WORK REQUEST: As you look over the data below, please find each line where the word "history" appears, then copy it.

════════════════

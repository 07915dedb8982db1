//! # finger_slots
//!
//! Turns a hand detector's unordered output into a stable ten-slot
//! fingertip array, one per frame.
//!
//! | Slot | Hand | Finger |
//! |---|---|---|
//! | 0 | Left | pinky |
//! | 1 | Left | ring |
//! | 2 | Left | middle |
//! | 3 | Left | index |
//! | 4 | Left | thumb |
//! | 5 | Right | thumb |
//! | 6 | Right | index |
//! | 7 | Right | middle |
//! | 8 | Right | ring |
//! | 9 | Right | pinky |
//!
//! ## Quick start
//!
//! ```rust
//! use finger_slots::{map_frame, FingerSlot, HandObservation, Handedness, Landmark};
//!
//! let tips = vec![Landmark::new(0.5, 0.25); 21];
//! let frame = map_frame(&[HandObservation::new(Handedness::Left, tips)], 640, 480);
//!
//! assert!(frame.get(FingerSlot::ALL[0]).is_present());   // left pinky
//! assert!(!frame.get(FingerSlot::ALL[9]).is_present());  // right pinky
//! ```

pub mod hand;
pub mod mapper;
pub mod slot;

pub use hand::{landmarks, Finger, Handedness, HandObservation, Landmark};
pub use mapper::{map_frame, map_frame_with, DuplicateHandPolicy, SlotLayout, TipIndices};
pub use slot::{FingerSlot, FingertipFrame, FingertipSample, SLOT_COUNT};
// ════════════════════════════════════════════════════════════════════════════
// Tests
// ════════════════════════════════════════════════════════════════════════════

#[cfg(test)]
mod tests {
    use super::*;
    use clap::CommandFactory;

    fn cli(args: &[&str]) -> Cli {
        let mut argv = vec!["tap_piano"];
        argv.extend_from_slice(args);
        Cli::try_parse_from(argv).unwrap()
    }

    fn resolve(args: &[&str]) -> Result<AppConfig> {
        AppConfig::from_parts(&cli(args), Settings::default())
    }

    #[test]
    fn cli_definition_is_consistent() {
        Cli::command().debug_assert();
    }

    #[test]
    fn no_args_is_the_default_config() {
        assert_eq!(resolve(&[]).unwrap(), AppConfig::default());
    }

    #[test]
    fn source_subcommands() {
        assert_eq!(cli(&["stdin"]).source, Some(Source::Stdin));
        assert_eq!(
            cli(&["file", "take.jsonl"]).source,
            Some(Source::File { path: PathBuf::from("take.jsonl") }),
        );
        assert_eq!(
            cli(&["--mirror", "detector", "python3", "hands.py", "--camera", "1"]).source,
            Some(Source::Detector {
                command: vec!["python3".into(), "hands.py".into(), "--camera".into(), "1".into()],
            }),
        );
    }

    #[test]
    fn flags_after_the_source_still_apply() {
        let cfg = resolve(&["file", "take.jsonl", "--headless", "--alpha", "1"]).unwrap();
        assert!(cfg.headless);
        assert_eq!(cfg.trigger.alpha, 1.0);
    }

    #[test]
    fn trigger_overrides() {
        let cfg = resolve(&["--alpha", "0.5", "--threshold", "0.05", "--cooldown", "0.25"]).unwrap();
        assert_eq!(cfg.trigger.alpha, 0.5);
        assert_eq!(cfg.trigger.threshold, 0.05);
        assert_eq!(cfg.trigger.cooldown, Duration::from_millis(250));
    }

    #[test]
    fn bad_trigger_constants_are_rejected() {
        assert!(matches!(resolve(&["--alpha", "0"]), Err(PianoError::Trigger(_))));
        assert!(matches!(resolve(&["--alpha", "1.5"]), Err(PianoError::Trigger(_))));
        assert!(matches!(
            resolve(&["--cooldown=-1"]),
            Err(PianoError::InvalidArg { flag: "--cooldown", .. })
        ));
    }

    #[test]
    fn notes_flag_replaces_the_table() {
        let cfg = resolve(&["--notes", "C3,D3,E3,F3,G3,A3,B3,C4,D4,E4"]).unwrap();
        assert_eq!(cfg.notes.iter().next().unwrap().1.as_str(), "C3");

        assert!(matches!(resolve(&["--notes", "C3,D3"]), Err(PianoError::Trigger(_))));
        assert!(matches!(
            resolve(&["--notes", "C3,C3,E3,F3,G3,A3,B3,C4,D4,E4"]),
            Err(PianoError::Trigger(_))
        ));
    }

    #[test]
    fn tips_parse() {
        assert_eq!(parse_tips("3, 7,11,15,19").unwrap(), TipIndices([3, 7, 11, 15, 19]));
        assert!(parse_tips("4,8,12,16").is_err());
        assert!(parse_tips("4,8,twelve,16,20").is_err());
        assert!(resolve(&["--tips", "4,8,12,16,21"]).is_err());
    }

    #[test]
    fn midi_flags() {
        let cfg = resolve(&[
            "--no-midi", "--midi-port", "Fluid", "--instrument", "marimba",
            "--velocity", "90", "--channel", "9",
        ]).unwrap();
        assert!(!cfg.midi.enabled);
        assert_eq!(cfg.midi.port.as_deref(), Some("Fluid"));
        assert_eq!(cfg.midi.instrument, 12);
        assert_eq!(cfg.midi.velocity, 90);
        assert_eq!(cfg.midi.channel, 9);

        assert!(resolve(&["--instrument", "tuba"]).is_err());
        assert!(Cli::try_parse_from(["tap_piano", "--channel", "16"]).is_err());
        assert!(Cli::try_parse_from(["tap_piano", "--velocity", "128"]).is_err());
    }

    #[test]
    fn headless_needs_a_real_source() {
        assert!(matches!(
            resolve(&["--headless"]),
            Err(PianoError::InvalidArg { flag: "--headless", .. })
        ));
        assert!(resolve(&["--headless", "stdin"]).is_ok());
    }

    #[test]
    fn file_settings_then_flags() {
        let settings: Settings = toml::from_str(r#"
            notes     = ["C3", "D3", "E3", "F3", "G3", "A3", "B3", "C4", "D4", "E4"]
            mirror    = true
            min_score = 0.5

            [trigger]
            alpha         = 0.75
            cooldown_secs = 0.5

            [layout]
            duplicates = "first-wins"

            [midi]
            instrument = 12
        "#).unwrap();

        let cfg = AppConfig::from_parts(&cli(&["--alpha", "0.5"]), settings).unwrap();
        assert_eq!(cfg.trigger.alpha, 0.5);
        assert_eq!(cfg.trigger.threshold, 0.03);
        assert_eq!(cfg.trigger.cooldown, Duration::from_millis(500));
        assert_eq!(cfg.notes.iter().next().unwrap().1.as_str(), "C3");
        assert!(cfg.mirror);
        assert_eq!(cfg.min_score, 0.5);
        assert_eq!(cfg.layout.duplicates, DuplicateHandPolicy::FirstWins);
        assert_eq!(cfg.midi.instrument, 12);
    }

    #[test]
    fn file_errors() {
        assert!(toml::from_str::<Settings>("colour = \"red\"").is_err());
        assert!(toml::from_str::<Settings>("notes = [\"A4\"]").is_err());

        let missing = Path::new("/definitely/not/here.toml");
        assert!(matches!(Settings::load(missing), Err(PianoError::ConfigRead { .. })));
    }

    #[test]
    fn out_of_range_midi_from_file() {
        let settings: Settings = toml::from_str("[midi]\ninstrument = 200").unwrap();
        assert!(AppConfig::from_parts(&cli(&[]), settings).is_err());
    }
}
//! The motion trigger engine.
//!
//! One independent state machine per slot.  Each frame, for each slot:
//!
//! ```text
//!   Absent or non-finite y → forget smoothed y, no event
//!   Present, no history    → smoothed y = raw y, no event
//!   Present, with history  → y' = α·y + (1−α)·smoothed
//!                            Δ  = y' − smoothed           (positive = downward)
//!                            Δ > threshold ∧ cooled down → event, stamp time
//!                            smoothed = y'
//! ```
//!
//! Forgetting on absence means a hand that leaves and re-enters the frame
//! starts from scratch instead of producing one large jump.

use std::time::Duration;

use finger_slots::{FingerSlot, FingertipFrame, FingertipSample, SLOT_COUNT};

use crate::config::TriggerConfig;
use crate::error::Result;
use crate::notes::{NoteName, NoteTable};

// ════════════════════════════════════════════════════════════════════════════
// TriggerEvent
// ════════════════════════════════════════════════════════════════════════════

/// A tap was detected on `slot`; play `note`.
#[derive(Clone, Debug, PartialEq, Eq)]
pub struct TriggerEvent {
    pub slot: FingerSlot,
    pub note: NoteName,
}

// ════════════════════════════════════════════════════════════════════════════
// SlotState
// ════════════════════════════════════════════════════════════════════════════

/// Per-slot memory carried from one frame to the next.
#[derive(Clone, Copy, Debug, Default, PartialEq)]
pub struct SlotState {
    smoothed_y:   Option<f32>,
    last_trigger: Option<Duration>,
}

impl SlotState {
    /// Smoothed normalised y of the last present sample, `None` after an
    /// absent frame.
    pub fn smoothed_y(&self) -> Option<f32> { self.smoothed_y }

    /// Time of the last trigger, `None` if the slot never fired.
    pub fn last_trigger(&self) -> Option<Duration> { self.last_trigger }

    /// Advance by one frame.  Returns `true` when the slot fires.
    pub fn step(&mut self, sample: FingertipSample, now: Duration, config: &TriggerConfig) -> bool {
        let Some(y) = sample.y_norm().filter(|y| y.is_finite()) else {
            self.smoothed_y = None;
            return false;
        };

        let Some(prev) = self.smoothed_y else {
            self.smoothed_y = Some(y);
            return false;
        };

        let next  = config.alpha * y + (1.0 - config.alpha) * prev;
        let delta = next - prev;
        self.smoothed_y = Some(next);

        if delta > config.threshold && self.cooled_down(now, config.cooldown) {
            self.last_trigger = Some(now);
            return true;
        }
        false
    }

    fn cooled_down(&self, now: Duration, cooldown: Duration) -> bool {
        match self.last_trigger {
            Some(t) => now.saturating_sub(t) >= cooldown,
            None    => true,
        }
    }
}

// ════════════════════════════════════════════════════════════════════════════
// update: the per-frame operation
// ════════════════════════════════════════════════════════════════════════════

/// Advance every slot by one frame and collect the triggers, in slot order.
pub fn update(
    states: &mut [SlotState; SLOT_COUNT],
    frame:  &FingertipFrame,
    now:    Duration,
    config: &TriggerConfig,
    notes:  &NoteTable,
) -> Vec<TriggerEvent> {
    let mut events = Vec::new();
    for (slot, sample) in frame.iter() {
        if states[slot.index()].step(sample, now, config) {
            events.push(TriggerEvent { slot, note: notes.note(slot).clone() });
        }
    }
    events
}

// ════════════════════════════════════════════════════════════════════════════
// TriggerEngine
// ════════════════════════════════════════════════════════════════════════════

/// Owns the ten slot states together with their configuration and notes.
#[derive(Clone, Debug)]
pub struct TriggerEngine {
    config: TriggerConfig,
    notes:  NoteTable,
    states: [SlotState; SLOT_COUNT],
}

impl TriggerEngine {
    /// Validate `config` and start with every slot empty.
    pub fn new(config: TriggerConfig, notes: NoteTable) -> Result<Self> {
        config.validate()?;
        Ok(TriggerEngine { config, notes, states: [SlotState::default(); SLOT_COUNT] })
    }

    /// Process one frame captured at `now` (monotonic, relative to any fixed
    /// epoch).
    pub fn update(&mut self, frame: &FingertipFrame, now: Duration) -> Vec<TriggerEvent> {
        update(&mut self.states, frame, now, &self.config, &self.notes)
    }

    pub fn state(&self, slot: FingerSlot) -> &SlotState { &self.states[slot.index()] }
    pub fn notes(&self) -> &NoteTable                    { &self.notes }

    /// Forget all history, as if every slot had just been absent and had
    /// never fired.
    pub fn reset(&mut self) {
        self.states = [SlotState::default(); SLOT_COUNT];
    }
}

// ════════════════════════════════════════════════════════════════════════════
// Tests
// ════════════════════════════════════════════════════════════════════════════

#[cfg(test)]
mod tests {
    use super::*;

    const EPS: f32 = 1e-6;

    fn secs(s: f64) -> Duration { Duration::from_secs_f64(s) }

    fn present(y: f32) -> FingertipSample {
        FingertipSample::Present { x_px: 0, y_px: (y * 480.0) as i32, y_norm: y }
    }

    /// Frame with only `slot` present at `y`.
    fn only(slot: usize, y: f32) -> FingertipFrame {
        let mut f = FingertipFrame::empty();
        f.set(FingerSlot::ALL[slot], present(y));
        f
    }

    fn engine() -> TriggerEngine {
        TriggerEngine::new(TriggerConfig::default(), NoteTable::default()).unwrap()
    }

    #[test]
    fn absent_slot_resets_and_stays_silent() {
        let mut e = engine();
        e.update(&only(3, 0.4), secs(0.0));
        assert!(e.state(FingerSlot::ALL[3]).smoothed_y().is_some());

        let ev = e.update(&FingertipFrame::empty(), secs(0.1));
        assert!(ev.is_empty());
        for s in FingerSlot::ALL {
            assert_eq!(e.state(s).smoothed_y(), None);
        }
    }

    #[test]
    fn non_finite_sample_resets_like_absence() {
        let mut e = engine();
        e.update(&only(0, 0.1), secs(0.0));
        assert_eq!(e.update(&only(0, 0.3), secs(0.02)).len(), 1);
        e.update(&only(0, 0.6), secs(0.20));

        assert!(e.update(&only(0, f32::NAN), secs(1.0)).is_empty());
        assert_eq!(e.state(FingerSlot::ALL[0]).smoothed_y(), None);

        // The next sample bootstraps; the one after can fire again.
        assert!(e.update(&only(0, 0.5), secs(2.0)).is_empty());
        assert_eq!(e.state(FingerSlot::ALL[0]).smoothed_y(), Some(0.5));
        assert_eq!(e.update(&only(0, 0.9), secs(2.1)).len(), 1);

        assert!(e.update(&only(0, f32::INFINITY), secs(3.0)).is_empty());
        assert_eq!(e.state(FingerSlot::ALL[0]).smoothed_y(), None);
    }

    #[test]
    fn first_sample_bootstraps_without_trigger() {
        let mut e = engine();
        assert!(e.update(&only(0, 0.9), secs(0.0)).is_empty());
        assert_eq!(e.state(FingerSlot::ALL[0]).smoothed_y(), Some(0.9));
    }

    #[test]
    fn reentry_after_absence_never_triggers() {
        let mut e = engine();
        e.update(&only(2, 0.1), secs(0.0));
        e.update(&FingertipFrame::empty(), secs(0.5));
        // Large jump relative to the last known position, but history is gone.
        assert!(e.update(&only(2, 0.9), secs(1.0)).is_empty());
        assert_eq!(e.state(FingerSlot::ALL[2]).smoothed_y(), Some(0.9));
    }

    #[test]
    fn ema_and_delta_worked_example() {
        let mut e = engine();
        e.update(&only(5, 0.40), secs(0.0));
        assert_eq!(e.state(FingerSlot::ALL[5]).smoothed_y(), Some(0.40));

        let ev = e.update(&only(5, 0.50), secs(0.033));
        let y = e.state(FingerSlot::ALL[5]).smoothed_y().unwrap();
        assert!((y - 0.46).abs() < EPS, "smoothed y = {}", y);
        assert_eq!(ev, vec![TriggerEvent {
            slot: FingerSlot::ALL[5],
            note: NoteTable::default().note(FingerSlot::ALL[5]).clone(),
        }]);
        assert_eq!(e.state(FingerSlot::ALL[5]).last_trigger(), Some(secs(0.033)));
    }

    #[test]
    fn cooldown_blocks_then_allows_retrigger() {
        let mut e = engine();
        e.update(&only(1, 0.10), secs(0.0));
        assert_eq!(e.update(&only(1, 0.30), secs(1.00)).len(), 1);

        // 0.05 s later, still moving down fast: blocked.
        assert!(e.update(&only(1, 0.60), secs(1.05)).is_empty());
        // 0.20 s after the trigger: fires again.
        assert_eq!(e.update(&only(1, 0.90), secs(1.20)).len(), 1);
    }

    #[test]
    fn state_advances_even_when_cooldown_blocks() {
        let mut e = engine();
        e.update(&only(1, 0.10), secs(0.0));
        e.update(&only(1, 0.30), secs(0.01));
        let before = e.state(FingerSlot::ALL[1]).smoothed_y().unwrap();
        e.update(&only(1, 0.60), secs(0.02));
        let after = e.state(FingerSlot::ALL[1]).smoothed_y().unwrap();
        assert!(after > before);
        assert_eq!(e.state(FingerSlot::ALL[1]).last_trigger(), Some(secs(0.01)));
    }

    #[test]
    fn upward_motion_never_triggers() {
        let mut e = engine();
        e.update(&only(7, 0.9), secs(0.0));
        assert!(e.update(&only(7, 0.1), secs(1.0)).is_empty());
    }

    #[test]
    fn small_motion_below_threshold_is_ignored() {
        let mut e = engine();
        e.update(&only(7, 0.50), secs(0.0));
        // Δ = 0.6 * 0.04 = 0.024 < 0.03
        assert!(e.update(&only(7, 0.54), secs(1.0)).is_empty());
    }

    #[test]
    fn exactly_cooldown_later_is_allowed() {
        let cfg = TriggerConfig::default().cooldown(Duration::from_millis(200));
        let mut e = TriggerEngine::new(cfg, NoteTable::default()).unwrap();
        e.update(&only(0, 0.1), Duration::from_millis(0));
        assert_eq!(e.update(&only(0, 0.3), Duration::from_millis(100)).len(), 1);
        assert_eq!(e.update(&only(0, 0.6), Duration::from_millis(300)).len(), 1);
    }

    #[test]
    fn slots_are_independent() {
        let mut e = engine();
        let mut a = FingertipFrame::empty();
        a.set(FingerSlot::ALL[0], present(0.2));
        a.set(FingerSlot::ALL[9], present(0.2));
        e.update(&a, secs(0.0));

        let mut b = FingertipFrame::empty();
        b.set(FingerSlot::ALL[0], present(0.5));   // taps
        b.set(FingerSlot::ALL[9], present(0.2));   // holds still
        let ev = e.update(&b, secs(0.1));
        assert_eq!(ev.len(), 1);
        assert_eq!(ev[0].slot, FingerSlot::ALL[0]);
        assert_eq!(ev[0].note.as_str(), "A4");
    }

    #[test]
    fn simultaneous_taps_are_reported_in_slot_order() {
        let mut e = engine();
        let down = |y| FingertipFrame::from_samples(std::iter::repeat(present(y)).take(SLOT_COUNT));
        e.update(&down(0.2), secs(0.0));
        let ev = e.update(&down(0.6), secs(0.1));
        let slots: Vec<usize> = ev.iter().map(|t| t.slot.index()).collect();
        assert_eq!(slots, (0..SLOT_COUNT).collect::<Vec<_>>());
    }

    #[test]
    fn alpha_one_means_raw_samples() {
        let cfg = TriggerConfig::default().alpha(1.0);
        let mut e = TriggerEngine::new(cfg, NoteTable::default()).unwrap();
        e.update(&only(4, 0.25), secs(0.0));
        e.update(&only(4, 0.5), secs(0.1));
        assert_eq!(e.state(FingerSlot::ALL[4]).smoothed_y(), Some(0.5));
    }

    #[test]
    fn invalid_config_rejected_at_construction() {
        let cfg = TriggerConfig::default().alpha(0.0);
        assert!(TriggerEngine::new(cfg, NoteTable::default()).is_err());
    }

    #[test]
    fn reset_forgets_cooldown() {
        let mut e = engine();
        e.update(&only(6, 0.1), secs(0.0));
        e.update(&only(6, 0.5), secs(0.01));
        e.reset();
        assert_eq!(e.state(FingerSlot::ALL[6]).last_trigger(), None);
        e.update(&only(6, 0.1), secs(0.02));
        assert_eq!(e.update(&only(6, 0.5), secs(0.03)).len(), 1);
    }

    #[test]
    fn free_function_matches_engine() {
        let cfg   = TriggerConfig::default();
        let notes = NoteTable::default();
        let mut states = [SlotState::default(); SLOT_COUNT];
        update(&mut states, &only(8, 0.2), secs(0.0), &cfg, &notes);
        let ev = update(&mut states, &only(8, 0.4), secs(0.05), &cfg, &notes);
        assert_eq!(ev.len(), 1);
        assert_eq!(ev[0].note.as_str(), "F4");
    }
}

════════════════

TASK RESULT:
//!   Present, no history    → smoothed y = raw y, no event
//!   Present, with history  → y' = α·y + (1−α)·smoothed
    /// Forget all history, as if every slot had just been absent and had
        // Large jump relative to the last known position, but history is gone.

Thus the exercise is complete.